• [EXERCISE DETAILS]:
Look through the entries for the string "TaskStatus" and copy every line where it shows up.

START EXERCISE DATA

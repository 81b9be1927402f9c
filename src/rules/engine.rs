use crate::rules::error::RuleError;
use crate::rules::functions::*;
use crate::rules::RuleContext;

pub struct Engine<'a> {
    pub rules: &'a [&'static Rule],
}

impl<'a> Engine<'a> {
    pub fn run(&self, ctx: &RuleContext) -> Result<(), RuleError> {
        self.rules.iter().try_for_each(|rule| rule(ctx))
    }
}

pub const DELETE_GROUP: Engine = Engine {
    rules: &[&rule_host_is_creator],
};

pub const CREATE_SUB_USER: Engine = Engine {
    rules: &[&rule_host_is_parent_member],
};

pub const DELETE_SUB_USER: Engine = Engine {
    rules: &[&rule_host_is_member, &rule_host_at_or_above_member],
};

pub const INVITE_MEMBER: Engine = Engine {
    rules: &[&rule_host_is_member],
};

/// Run with the delegator as host and the assignee as member.
pub const ACCEPT_INVITE: Engine = Engine {
    rules: &[&rule_host_is_parent_member],
};

pub const CREATE_TASK: Engine = Engine {
    rules: &[
        &rule_member_is_assignee,
        &rule_host_is_parent_member,
        &rule_host_above_member,
    ],
};

pub const UPDATE_TASK: Engine = Engine {
    rules: &[&rule_host_is_member, &rule_member_is_assignee],
};

pub const DELETE_TASK: Engine = Engine {
    rules: &[
        &rule_host_is_member,
        &rule_member_is_assignee,
        &rule_host_can_delete_task,
    ],
};
use crate::db::internal;
use crate::db::model::InsertUserProfile;
use crate::db::model::UserProfile;
use crate::db::Pool;
use crate::user::User;
use failure::Error;
use uuid::Uuid;

pub fn user_by_id(pool: &Pool, user_id: &str) -> Result<User, Error> {
    let connection = pool.get()?;
    internal::user::user_by_id(&connection, user_id)
}

pub fn user_profile_by_uuid(pool: &Pool, user_uuid: &Uuid) -> Result<UserProfile, Error> {
    let connection = pool.get()?;
    internal::user::user_profile_by_uuid(&connection, user_uuid)
}

/// Sync a user record from the identity provider into the local mirror.
pub fn upsert_user(pool: &Pool, profile: &InsertUserProfile) -> Result<UserProfile, Error> {
    let connection = pool.get()?;
    internal::user::upsert_user(&connection, profile)
}
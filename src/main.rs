use actix_web::middleware::Logger;
use actix_web::App;
use actix_web::HttpServer;
use failure::Error;
use log::info;

use nudgr::api;
use nudgr::db;
use nudgr::healthz;
use nudgr::settings;

#[actix_web::main]
async fn main() -> Result<(), Error> {
    std::env::set_var("RUST_LOG", "info");
    env_logger::init();
    info!("starting nudgr");

    let s = settings::Settings::new()?;
    let pool = db::establish_connection(&s.nudgr.postgres_url);
    let nudgr_settings = s.nudgr;

    HttpServer::new(move || {
        App::new()
            .data(pool.clone())
            .data(nudgr_settings.clone())
            .wrap(Logger::default().exclude("/healthz"))
            .service(healthz::healthz_app())
            .service(api::client::client_app())
            .service(api::tasks::tasks_app())
    })
    .bind("0.0.0.0:8085")?
    .run()
    .await
    .map_err(Into::into)
}
use crate::helpers::api::*;
use crate::helpers::db::reset;
use crate::helpers::misc::read_json;
use crate::helpers::misc::test_app;
use crate::helpers::users::seed_user;
use crate::helpers::users::user_id;
use crate::helpers::users::user_uuid;
use actix_web::test;
use actix_web::App;
use failure::Error;
use serde_json::json;

#[actix_rt::test]
async fn founder_is_the_only_level_one_member() -> Result<(), Error> {
    let pool = match reset() {
        Some(pool) => pool,
        None => return Ok(()),
    };
    seed_user(&pool, 1);
    let app = App::new().service(test_app(pool.clone()));
    let mut app = test::init_service(app).await;
    let host = user_id(1);

    let res = post(&mut app, "/user/createGroup", json!({ "name": "Eng" }), &host).await;
    assert_eq!(res.status(), 201);
    let created = read_json(res).await;
    assert_eq!(created["data"]["name"], "Eng");

    let res = get(&mut app, "/user/getAllGroups", &host).await;
    assert!(res.status().is_success());
    let groups = read_json(res).await;
    let members = &groups["Data"][0]["members"];
    assert_eq!(members.as_array().unwrap().len(), 1);
    assert_eq!(members[0]["level"], 1);
    assert_eq!(members[0]["role"], "creator");
    assert_eq!(members[0]["id"], user_uuid(1).to_string());
    assert_eq!(
        groups["Data"][0]["hierarchy"]["id"],
        user_uuid(1).to_string()
    );
    Ok(())
}

#[actix_rt::test]
async fn missing_group_name_is_rejected() -> Result<(), Error> {
    let pool = match reset() {
        Some(pool) => pool,
        None => return Ok(()),
    };
    seed_user(&pool, 1);
    let app = App::new().service(test_app(pool.clone()));
    let mut app = test::init_service(app).await;

    let res = post(&mut app, "/user/createGroup", json!({}), &user_id(1)).await;
    assert_eq!(res.status(), 400);
    assert_eq!(read_json(res).await["message"], "Group name is required");
    Ok(())
}

#[actix_rt::test]
async fn anonymous_callers_get_401() -> Result<(), Error> {
    let pool = match reset() {
        Some(pool) => pool,
        None => return Ok(()),
    };
    let app = App::new().service(test_app(pool.clone()));
    let mut app = test::init_service(app).await;

    let req = test::TestRequest::get().uri("/user/getAllGroups").to_request();
    let res = test::call_service(&mut app, req).await;
    assert_eq!(res.status(), 401);
    Ok(())
}

#[actix_rt::test]
async fn only_the_founder_deletes_the_group() -> Result<(), Error> {
    let pool = match reset() {
        Some(pool) => pool,
        None => return Ok(()),
    };
    seed_user(&pool, 1);
    seed_user(&pool, 2);
    let app = App::new().service(test_app(pool.clone()));
    let mut app = test::init_service(app).await;
    let founder = user_id(1);
    let member = user_id(2);

    let res = post(&mut app, "/user/createGroup", json!({ "name": "Eng" }), &founder).await;
    let group_id = read_json(res).await["data"]["id"].as_i64().unwrap();

    let res = post(
        &mut app,
        "/user/inviteUser",
        json!({ "GroupId": group_id }),
        &founder,
    )
    .await;
    let link = read_json(res).await["data"]["inviteLink"]
        .as_str()
        .unwrap()
        .to_owned();
    let token = link.rsplit('/').next().unwrap().to_owned();
    let res = post(
        &mut app,
        &format!("/user/acceptInvite/{}", token),
        json!({}),
        &member,
    )
    .await;
    assert!(res.status().is_success());

    let res = delete(&mut app, &format!("/user/deleteGroup/{}", group_id), &member).await;
    assert_eq!(res.status(), 403);

    let res = delete(&mut app, &format!("/user/deleteGroup/{}", group_id), &founder).await;
    assert!(res.status().is_success());

    for caller in &[&founder, &member] {
        let res = get(&mut app, "/user/getAllGroups", caller).await;
        assert!(res.status().is_success());
        assert_eq!(read_json(res).await["Data"].as_array().unwrap().len(), 0);
    }
    Ok(())
}

#[actix_rt::test]
async fn sub_user_creation_and_level_wise_listing() -> Result<(), Error> {
    let pool = match reset() {
        Some(pool) => pool,
        None => return Ok(()),
    };
    seed_user(&pool, 1);
    seed_user(&pool, 2);
    let app = App::new().service(test_app(pool.clone()));
    let mut app = test::init_service(app).await;
    let founder = user_id(1);

    let res = post(&mut app, "/user/createGroup", json!({ "name": "Ops" }), &founder).await;
    let group_id = read_json(res).await["data"]["id"].as_i64().unwrap();

    let res = post(
        &mut app,
        "/user/createSubUser",
        json!({
            "parentId": user_uuid(1).to_string(),
            "userId": user_uuid(2).to_string(),
            "groupId": group_id,
        }),
        &founder,
    )
    .await;
    assert_eq!(res.status(), 201);

    let res = get(&mut app, "/user/getGroupLevel", &founder).await;
    assert!(res.status().is_success());
    let levels = read_json(res).await;
    let users = &levels["Data"][group_id.to_string()]["users"];
    assert_eq!(users.as_array().unwrap().len(), 2);
    assert_eq!(users[1]["id"], user_uuid(2).to_string());
    assert_eq!(users[1]["parentId"], user_uuid(1).to_string());
    assert_eq!(users[1]["level"], 2);
    Ok(())
}

#[actix_rt::test]
async fn sub_user_removal_honours_the_level_boundary() -> Result<(), Error> {
    let pool = match reset() {
        Some(pool) => pool,
        None => return Ok(()),
    };
    for n in 1..4 {
        seed_user(&pool, n);
    }
    let app = App::new().service(test_app(pool.clone()));
    let mut app = test::init_service(app).await;
    let founder = user_id(1);

    let res = post(&mut app, "/user/createGroup", json!({ "name": "Ops" }), &founder).await;
    let group_id = read_json(res).await["data"]["id"].as_i64().unwrap();
    for n in 2..4 {
        let res = post(
            &mut app,
            "/user/createSubUser",
            json!({
                "parentId": user_uuid(1).to_string(),
                "userId": user_uuid(n).to_string(),
                "groupId": group_id,
            }),
            &founder,
        )
        .await;
        assert_eq!(res.status(), 201);
    }

    // A peer (same level) may remove; someone deeper may not exist above.
    let res = delete_with_body(
        &mut app,
        &format!("/user/deleteSubUser/{}", group_id),
        json!({
            "parentId": user_uuid(1).to_string(),
            "subUserId": user_uuid(2).to_string(),
        }),
        &user_id(3),
    )
    .await;
    assert!(res.status().is_success());

    let res = get(&mut app, "/user/getGroupLevel", &founder).await;
    let levels = read_json(res).await;
    let users = &levels["Data"][group_id.to_string()]["users"];
    assert_eq!(users.as_array().unwrap().len(), 2);
    Ok(())
}
//! Read-only folds over a user's task set. No hierarchy awareness beyond
//! grouping by group id.

use crate::db::internal;
use crate::db::model::Task;
use crate::db::operations::models::MonthlyTrends;
use crate::db::operations::models::PeakHours;
use crate::db::operations::models::TaskAnalytics;
use crate::db::types::TaskStatus;
use crate::db::Pool;
use chrono::Datelike;
use chrono::Timelike;
use failure::Error;
use std::collections::HashMap;
use uuid::Uuid;

pub fn user_analysis(pool: &Pool, user_uuid: &Uuid) -> Result<TaskAnalytics, Error> {
    let connection = pool.get()?;
    let tasks = internal::task::all_tasks_for_user(&connection, user_uuid)?;
    Ok(collective_stats(&tasks))
}

pub fn productivity_trends(pool: &Pool, user_uuid: &Uuid) -> Result<MonthlyTrends, Error> {
    let connection = pool.get()?;
    let tasks = internal::task::all_tasks_for_user(&connection, user_uuid)?;
    Ok(monthly_trends(&tasks))
}

pub fn peak_hours(pool: &Pool, user_uuid: &Uuid) -> Result<PeakHours, Error> {
    let connection = pool.get()?;
    let tasks = internal::task::all_tasks_for_user(&connection, user_uuid)?;
    Ok(hourly_peaks(&tasks))
}

fn completed(tasks: &[Task]) -> impl Iterator<Item = &Task> {
    tasks.iter().filter(|t| t.status == TaskStatus::Completed)
}

/// On time means the closing update happened no later than the deadline.
/// Average completion time is hours between creation and the closing
/// update, over completed tasks only.
pub fn collective_stats(tasks: &[Task]) -> TaskAnalytics {
    let completed_tasks: Vec<&Task> = completed(tasks).collect();
    let on_time_tasks = completed_tasks
        .iter()
        .filter(|t| t.updated <= t.deadline)
        .count();
    let avg_completion_time = if completed_tasks.is_empty() {
        0.0
    } else {
        let total_hours: f64 = completed_tasks
            .iter()
            .map(|t| (t.updated - t.created).num_seconds() as f64 / 3600.0)
            .sum();
        total_hours / completed_tasks.len() as f64
    };
    TaskAnalytics {
        total_tasks: tasks.len(),
        completed_tasks: completed_tasks.len(),
        on_time_tasks,
        delayed_tasks: completed_tasks.len() - on_time_tasks,
        avg_completion_time,
    }
}

/// Completed-task counts per calendar month (index 0 = January),
/// collectively and per group.
pub fn monthly_trends(tasks: &[Task]) -> MonthlyTrends {
    let mut collective = vec![0i64; 12];
    let mut per_group: HashMap<i32, Vec<i64>> = HashMap::new();
    for task in completed(tasks) {
        let month = task.updated.month0() as usize;
        collective[month] += 1;
        per_group.entry(task.group_id).or_insert_with(|| vec![0; 12])[month] += 1;
    }
    MonthlyTrends {
        collective,
        per_group,
    }
}

/// Completed-task counts per hour of day (0-23), collectively and per
/// group.
pub fn hourly_peaks(tasks: &[Task]) -> PeakHours {
    let mut collective = vec![0i64; 24];
    let mut per_group: HashMap<i32, Vec<i64>> = HashMap::new();
    for task in completed(tasks) {
        let hour = task.updated.hour() as usize;
        collective[hour] += 1;
        per_group.entry(task.group_id).or_insert_with(|| vec![0; 24])[hour] += 1;
    }
    PeakHours {
        collective,
        per_group,
    }
}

END EXERCISE DATA

• [RESPONSE TO THIS EXERCISE]:
use crate::db::types::TaskStatus;
    tasks.iter().filter(|t| t.status == TaskStatus::Completed)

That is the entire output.